Dalam hal ini, saya mau berbicara tentang pembelajaran seni tari. Saya melihat di pembelajaran seni tari tradisi. Anak-anak muda yang baru belajar hanya disuruh menirukan gerakan sang pelatih. Bahkan hanya berlatih hanya untuk kepentingan pentas. Mbuhh bener po ora gerakanne ya ra diurusi. Satu hal lagi, bagaimana ngepaske dengan iringan pun belum tau, sang pelatih pun tak mengajarkan. Padahal yang paling penting adalah tentang filosofi dan dasarnya. Seni tradisi atau saya lebih sering menyebut seni klasik, selalu punya filosofi. Kalau dalam seni tari klasik, setiap gerakan ada filosofinya, tidak asal gerak. Kalau pun tidak dengan filosofi ya....paling tidak kan diajarkan gerakannya dengan benar sehingga enak dilihat.

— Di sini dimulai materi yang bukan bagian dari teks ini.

//! Upstream client construction.
//!
//! Every relay owns one client, built here with redirect-following turned off.
//! The policy is fixed at construction; nothing mutates a client afterwards,
//! so concurrent requests never observe each other's settings.
//!
//! Proxy environment variables are ignored: the host has already decided
//! where the request goes.

use reqwest::{redirect, Client};

use crate::plugin::registration::RelayOptions;

/// Build a client that hands back the first response, 3xx included.
pub fn build_client(options: &RelayOptions) -> Result<Client, reqwest::Error> {
    let mut builder = Client::builder()
        .redirect(redirect::Policy::none())
        .no_proxy()
        .connect_timeout(options.connect_timeout());

    if let Some(timeout) = options.timeout() {
        builder = builder.timeout(timeout);
    }

    builder.build()
}
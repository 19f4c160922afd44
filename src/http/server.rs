//! Standalone host HTTP server.
//!
//! # Responsibilities
//! - Create the Axum router with a single catch-all handler
//! - Wire up middleware (timeout, request ID, tracing)
//! - Resolve each inbound request against the upstream
//! - Hand the request to the relay and return its response untouched
//! - Stop gracefully on the shutdown broadcast

use axum::{
    body::Body,
    extract::{Request, State},
    http::StatusCode,
    response::{IntoResponse, Response},
    Router,
};
use std::sync::Arc;
use std::time::Duration;
use tokio::net::TcpListener;
use tokio::sync::broadcast;
use tower_http::{timeout::TimeoutLayer, trace::TraceLayer};

use crate::config::{HostConfig, ValidationError};
use crate::http::relay::RelayHandler;
use crate::http::request::{request_id, request_id_layer, UpstreamTarget};

/// Application state injected into the handler.
#[derive(Clone)]
pub struct AppState {
    pub relay: RelayHandler,
    pub upstream: Arc<UpstreamTarget>,
}

/// HTTP server hosting one relay handler.
pub struct HttpServer {
    router: Router,
    config: HostConfig,
}

impl HttpServer {
    /// Create a new HTTP server. Fails unless `upstream.url` is an absolute http(s) URL.
    pub fn new(config: HostConfig, relay: RelayHandler) -> Result<Self, ValidationError> {
        let upstream = Arc::new(UpstreamTarget::parse(&config.upstream.url)?);
        let state = AppState { relay, upstream };
        let router = Self::build_router(&config, state);
        Ok(Self { router, config })
    }

    /// Build the Axum router with all middleware layers.
    #[allow(deprecated)]
    fn build_router(config: &HostConfig, state: AppState) -> Router {
        Router::new()
            .fallback(relay_handler)
            .with_state(state)
            .layer(TimeoutLayer::new(Duration::from_secs(config.timeouts.request_secs)))
            .layer(TraceLayer::new_for_http())
            .layer(request_id_layer())
    }

    /// Run the server until `shutdown` fires.
    pub async fn run(
        self,
        listener: TcpListener,
        mut shutdown: broadcast::Receiver<()>,
    ) -> Result<(), std::io::Error> {
        let addr = listener.local_addr()?;
        tracing::info!(
            address = %addr,
            upstream = %self.config.upstream.url,
            "HTTP server starting"
        );

        axum::serve(listener, self.router)
            .with_graceful_shutdown(async move {
                let _ = shutdown.recv().await;
                tracing::info!("Shutdown signal received, draining connections");
            })
            .await?;

        tracing::info!("HTTP server stopped");
        Ok(())
    }

    /// Get a reference to the config.
    pub fn config(&self) -> &HostConfig {
        &self.config
    }
}

/// Catch-all handler: resolve against the upstream, then relay.
async fn relay_handler(State(state): State<AppState>, request: Request) -> Response<Body> {
    let request_id = request_id(&request);
    let method = request.method().clone();
    let path = request.uri().path().to_string();

    let request = match state.upstream.resolve(request) {
        Ok(r) => r,
        Err(e) => {
            tracing::warn!(
                request_id = %request_id,
                path = %path,
                error = %e,
                "Cannot resolve upstream URI"
            );
            return (StatusCode::BAD_REQUEST, "Invalid request URI").into_response();
        }
    };

    tracing::debug!(
        request_id = %request_id,
        method = %method,
        target = %request.uri(),
        "Relaying request"
    );

    let response = state.relay.handle(request).await;

    tracing::debug!(
        request_id = %request_id,
        status = %response.status(),
        "Response head relayed"
    );
    response
}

Seperti yang saya katakan di awal tadi,  banyak orang yang ingin supaya anak muda belajar seni budaya. Tapi hasilnya jadi asal-asalan. Pikiran saya, buatlah dulu seni budaya itu tampak menarik. Kalau latihannya asal-asalan, gerakannya tidak pas bahkan terkesan wagu, trus apa yang mau diunggulkan? Tidak mungkin kita memaksa anak-anak muda untuk harus mempelajari. Saya yakin, teman-teman muda tidak melirik seni tradisi karena dianggap kuno dan mungkin dari orang tua mereka tidak mengajak mempelajari. Sepertinya memang karena masuknya banyak budaya populer.

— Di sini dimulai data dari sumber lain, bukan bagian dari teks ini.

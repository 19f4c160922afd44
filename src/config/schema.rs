//! Configuration schema definitions.
//!
//! Structure of the standalone host's TOML file. The `plugin` table is kept
//! untyped: it is the mapping handed to the plugin at registration, which
//! validates it itself.

use serde::{Deserialize, Serialize};
use serde_json::{Map, Value};

use crate::plugin::PLUGIN_NAME;

/// Root configuration for the standalone host.
#[derive(Debug, Clone, Deserialize, Serialize, Default)]
#[serde(default)]
pub struct HostConfig {
    /// Listener configuration.
    pub listener: ListenerConfig,

    /// Backend every inbound request is resolved against.
    pub upstream: UpstreamConfig,

    /// Timeout configuration.
    pub timeouts: TimeoutConfig,

    /// Observability settings.
    pub observability: ObservabilityConfig,

    /// Registration mapping passed to the plugin.
    pub plugin: PluginConfig,
}

/// Listener configuration.
#[derive(Debug, Clone, Deserialize, Serialize)]
#[serde(default)]
pub struct ListenerConfig {
    /// Bind address (e.g., "0.0.0.0:8080").
    pub bind_address: String,
}

impl Default for ListenerConfig {
    fn default() -> Self {
        Self {
            bind_address: "0.0.0.0:8080".to_string(),
        }
    }
}

/// Upstream base URL. Scheme and authority replace the inbound ones; the
/// inbound path and query are kept.
#[derive(Debug, Clone, Deserialize, Serialize)]
#[serde(default)]
pub struct UpstreamConfig {
    pub url: String,
}

impl Default for UpstreamConfig {
    fn default() -> Self {
        Self {
            url: "http://127.0.0.1:3000".to_string(),
        }
    }
}

/// Timeout configuration for the host.
#[derive(Debug, Clone, Deserialize, Serialize)]
#[serde(default)]
pub struct TimeoutConfig {
    /// Time allowed until the response head is produced, in seconds.
    pub request_secs: u64,
}

impl Default for TimeoutConfig {
    fn default() -> Self {
        Self { request_secs: 30 }
    }
}

/// Observability configuration.
#[derive(Debug, Clone, Deserialize, Serialize)]
#[serde(default)]
pub struct ObservabilityConfig {
    /// Log level (trace, debug, info, warn, error).
    pub log_level: String,

    /// Enable metrics endpoint.
    pub metrics_enabled: bool,

    /// Metrics endpoint bind address.
    pub metrics_address: String,
}

impl Default for ObservabilityConfig {
    fn default() -> Self {
        Self {
            log_level: "info".to_string(),
            metrics_enabled: false,
            metrics_address: "0.0.0.0:9090".to_string(),
        }
    }
}

/// Untyped registration mapping, e.g.
///
/// ```toml
/// [plugin]
/// name = "no-redirect"
///
/// [plugin.no-redirect]
/// connect_timeout_secs = 5
/// ```
#[derive(Debug, Clone, Deserialize, Serialize, PartialEq)]
#[serde(transparent)]
pub struct PluginConfig(pub Map<String, Value>);

impl Default for PluginConfig {
    fn default() -> Self {
        let mut extra = Map::new();
        extra.insert("name".to_string(), Value::String(PLUGIN_NAME.to_string()));
        Self(extra)
    }
}

impl PluginConfig {
    /// The plugin name the host should look up, if present.
    pub fn name(&self) -> Option<&str> {
        self.0.get("name").and_then(Value::as_str)
    }

    pub fn extra(&self) -> &Map<String, Value> {
        &self.0
    }
}
//! Metrics collection and exposition.
//!
//! # Metrics
//! - `relay_requests_total` (counter): relayed requests by method, status
//! - `relay_request_duration_seconds` (histogram): time to response head
//! - `relay_upstream_errors_total` (counter): outbound calls that failed
//! - `relay_redirects_total` (counter): 3xx responses passed through, by status
//! - `relay_open_bodies` (gauge): backend bodies currently being streamed
//! - `relay_body_bytes_total` (counter): relayed body bytes, by outcome
//!
//! Every call is a no-op until [`init_metrics`] installs a recorder.

use metrics::{counter, gauge, histogram};
use metrics_exporter_prometheus::PrometheusBuilder;
use std::net::SocketAddr;
use std::time::Instant;

/// Install the Prometheus recorder and its scrape listener.
pub fn init_metrics(addr: SocketAddr) {
    match PrometheusBuilder::new().with_http_listener(addr).install() {
        Ok(()) => tracing::info!(address = %addr, "Metrics exporter listening"),
        Err(e) => {
            tracing::error!(address = %addr, error = %e, "Failed to install metrics exporter")
        }
    }
}

pub fn record_request(method: &str, status: u16, start: Instant) {
    let status = status.to_string();
    counter!("relay_requests_total", "method" => method.to_string(), "status" => status.clone())
        .increment(1);
    histogram!("relay_request_duration_seconds", "method" => method.to_string(), "status" => status)
        .record(start.elapsed().as_secs_f64());
}

pub fn record_upstream_error() {
    counter!("relay_upstream_errors_total").increment(1);
}

pub fn record_redirect(status: u16) {
    counter!("relay_redirects_total", "status" => status.to_string()).increment(1);
}

/// Shared by every relay in the process, so it only ever moves by one.
pub fn body_opened() {
    gauge!("relay_open_bodies").increment(1.0);
}

pub fn body_released() {
    gauge!("relay_open_bodies").decrement(1.0);
}

pub fn record_body(outcome: &'static str, bytes: u64) {
    counter!("relay_body_bytes_total", "outcome" => outcome).increment(bytes);
}
//! Shared utilities for integration testing.

#![allow(dead_code)]

use axum::body::Body;
use axum::http::{Request, StatusCode};
use axum::response::IntoResponse;
use axum::routing::{any, get as route_get};
use axum::Router;
use serde_json::json;
use std::fmt;
use std::net::SocketAddr;
use std::sync::atomic::{AtomicUsize, Ordering};
use std::sync::{Arc, Mutex};
use std::time::Duration;
use tokio::io::{AsyncReadExt, AsyncWriteExt};
use tokio::net::{TcpListener, TcpStream};
use tokio::sync::oneshot;

use no_redirect::plugin::{Logger, Registerer};
use no_redirect::RelayHandler;

/// Serve `app` on an ephemeral local port.
pub async fn start_backend(app: Router) -> SocketAddr {
    let listener = TcpListener::bind("127.0.0.1:0").await.unwrap();
    let addr = listener.local_addr().unwrap();
    tokio::spawn(async move {
        let _ = axum::serve(listener, app).await;
    });
    addr
}

/// Start a backend that answers every connection with `response` verbatim.
///
/// The request head is read first so the client never sees a reset.
pub async fn start_raw_backend(response: impl Into<Vec<u8>>) -> SocketAddr {
    start_slow_backend(response, Duration::ZERO).await
}

/// Like [`start_raw_backend`], but keeps the connection open for `hold`
/// after writing `response`.
pub async fn start_slow_backend(response: impl Into<Vec<u8>>, hold: Duration) -> SocketAddr {
    let response: Arc<Vec<u8>> = Arc::new(response.into());
    let listener = TcpListener::bind("127.0.0.1:0").await.unwrap();
    let addr = listener.local_addr().unwrap();

    tokio::spawn(async move {
        loop {
            match listener.accept().await {
                Ok((mut socket, _)) => {
                    let response = response.clone();
                    tokio::spawn(async move {
                        if !read_head(&mut socket).await {
                            return;
                        }
                        let _ = socket.write_all(&response).await;
                        tokio::time::sleep(hold).await;
                        let _ = socket.shutdown().await;
                    });
                }
                Err(_) => break,
            }
        }
    });
    addr
}

/// Start a backend that reads one request head and never answers.
///
/// The receiver fires once the client closes the connection.
pub async fn start_stalled_backend() -> (SocketAddr, oneshot::Receiver<()>) {
    let listener = TcpListener::bind("127.0.0.1:0").await.unwrap();
    let addr = listener.local_addr().unwrap();
    let (closed_tx, closed_rx) = oneshot::channel();

    tokio::spawn(async move {
        let Ok((mut socket, _)) = listener.accept().await else {
            return;
        };
        let mut buf = [0u8; 1024];
        loop {
            match socket.read(&mut buf).await {
                Ok(0) | Err(_) => break,
                Ok(_) => {}
            }
        }
        let _ = closed_tx.send(());
    });
    (addr, closed_rx)
}

async fn read_head(socket: &mut TcpStream) -> bool {
    let mut head = Vec::new();
    let mut buf = [0u8; 1024];
    while !head.windows(4).any(|w| w == b"\r\n\r\n") {
        match socket.read(&mut buf).await {
            Ok(0) | Err(_) => return false,
            Ok(n) => head.extend_from_slice(&buf[..n]),
        }
    }
    true
}

/// An address nothing listens on.
pub async fn closed_addr() -> SocketAddr {
    let listener = TcpListener::bind("127.0.0.1:0").await.unwrap();
    let addr = listener.local_addr().unwrap();
    drop(listener);
    addr
}

/// Backend with redirect endpoints and a counter of hits on `/final`.
///
/// - `/redirect/{code}` answers `code` with `Location: /final`
/// - `/final` answers 200 `final`
/// - `/ok` answers 200 `ok`
/// - `/echo` answers 200 with the request body, method and seen headers
/// - `/large/{n}` answers 200 with `n` deterministic bytes
pub struct RedirectBackend {
    pub addr: SocketAddr,
    pub final_hits: Arc<AtomicUsize>,
}

impl RedirectBackend {
    pub async fn start() -> Self {
        let final_hits = Arc::new(AtomicUsize::new(0));
        let hits = final_hits.clone();

        let app = Router::new()
            .route(
                "/redirect/{code}",
                route_get(|axum::extract::Path(code): axum::extract::Path<u16>| async move {
                    let status = StatusCode::from_u16(code).unwrap();
                    (status, [("location", "/final")], "moved").into_response()
                }),
            )
            .route(
                "/final",
                route_get(move || {
                    let hits = hits.clone();
                    async move {
                        hits.fetch_add(1, Ordering::SeqCst);
                        "final"
                    }
                }),
            )
            .route("/ok", route_get(|| async { "ok" }))
            .route("/echo", any(echo))
            .route(
                "/large/{n}",
                route_get(|axum::extract::Path(n): axum::extract::Path<usize>| async move {
                    payload(n)
                }),
            );

        let addr = start_backend(app).await;
        Self { addr, final_hits }
    }

    pub fn url(&self, path: &str) -> String {
        format!("http://{}{}", self.addr, path)
    }

    pub fn final_hits(&self) -> usize {
        self.final_hits.load(Ordering::SeqCst)
    }
}

async fn echo(request: Request<Body>) -> impl IntoResponse {
    let (parts, body) = request.into_parts();
    let bytes = axum::body::to_bytes(body, usize::MAX).await.unwrap();
    let header = |name: &str| {
        parts
            .headers
            .get(name)
            .and_then(|v| v.to_str().ok())
            .unwrap_or_default()
            .to_string()
    };
    let seen = json!({
        "method": parts.method.as_str(),
        "host": header("host"),
        "request_id": header("x-request-id"),
        "custom": parts
            .headers
            .get_all("x-custom")
            .iter()
            .map(|v| v.to_str().unwrap_or_default().to_string())
            .collect::<Vec<_>>(),
    });
    ([("x-seen", seen.to_string())], bytes)
}

/// Deterministic payload of `n` bytes.
pub fn payload(n: usize) -> Vec<u8> {
    (0..n).map(|i| (i % 251) as u8).collect()
}

/// Relay built through the public registration path.
pub fn relay(logger: Option<Arc<dyn Logger>>) -> RelayHandler {
    relay_with(json!({ "name": "no-redirect" }), logger)
}

/// Relay registered with an arbitrary configuration mapping.
pub fn relay_with(extra: serde_json::Value, logger: Option<Arc<dyn Logger>>) -> RelayHandler {
    let mut registerer = Registerer::new();
    if let Some(logger) = logger {
        registerer.register_logger(logger);
    }
    let extra = extra.as_object().cloned().unwrap();
    registerer.register_client(&extra).unwrap_or_else(|e| panic!("registration failed: {e}"))
}

pub fn get(url: &str) -> Request<Body> {
    Request::builder().uri(url).body(Body::empty()).unwrap()
}

pub async fn body_bytes(response: axum::response::Response) -> Vec<u8> {
    axum::body::to_bytes(response.into_body(), usize::MAX)
        .await
        .unwrap()
        .to_vec()
}

/// Logger that keeps every line for assertions.
#[derive(Default)]
pub struct RecordingLogger {
    lines: Mutex<Vec<(&'static str, String)>>,
}

impl RecordingLogger {
    fn push(&self, level: &'static str, args: fmt::Arguments<'_>) {
        self.lines.lock().unwrap().push((level, args.to_string()));
    }

    pub fn lines_at(&self, level: &str) -> Vec<String> {
        self.lines
            .lock()
            .unwrap()
            .iter()
            .filter(|(l, _)| *l == level)
            .map(|(_, line)| line.clone())
            .collect()
    }
}

impl Logger for RecordingLogger {
    fn debug(&self, args: fmt::Arguments<'_>) {
        self.push("debug", args)
    }

    fn info(&self, args: fmt::Arguments<'_>) {
        self.push("info", args)
    }

    fn warning(&self, args: fmt::Arguments<'_>) {
        self.push("warning", args)
    }

    fn error(&self, args: fmt::Arguments<'_>) {
        self.push("error", args)
    }

    fn critical(&self, args: fmt::Arguments<'_>) {
        self.push("critical", args)
    }

    fn fatal(&self, args: fmt::Arguments<'_>) {
        self.push("fatal", args)
    }
}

Sering saya lihat pentas seni tradisi disajikan di lapangan terbuka, jalan raya, dll. Smua itu tanpa ada konsep dan tata artistik, kadang panas terik matahari jari tata cahaya. Tanpa atap dan beralas tanah, paling banter ya rumput. Saya kok kasihan sama para penampil, kasihan juga sama para penontonnya, apalagi kalau yang dilihat hanya robot. Kenapa saya bilang robot? Karena penampil hanya menirukan gerakan tanpa tahu apa maksud hal yang dilakukan. Saya khawatir justru kaum muda akan semakin enggan belajar seni tradisi. Saya selalu mengritik jika ada hal semacam itu. Belajar adalah cara untuk  bisa/mampu, bukan hanya belajar untuk pentas. Kalaupun hanya untuk pentas ya dimaksimalkan. Persiapkan tata panggung, musik, tata cahaya, koreografi, dan tempat pentas yang memadahi. Pikirkan aspek pemain, pikirkan juga aspek pononton.

Saya berpendapat seperti ini bukan berarti kalau pentas di jalan raya, lapangan, beratap awan dengan panas terik, beralas tanah itu tidak baik untuk pentas. Bisa menjadi baik, bahkan mungkin menarik. Tinggal bagaimana kita mengemas pertunjukan. Jangan sampai hanya karena pembelajaran dan pertunjukan yang kurang menarik, anak-anak muda semakin tidak tertarik mempelajari seni tradisi.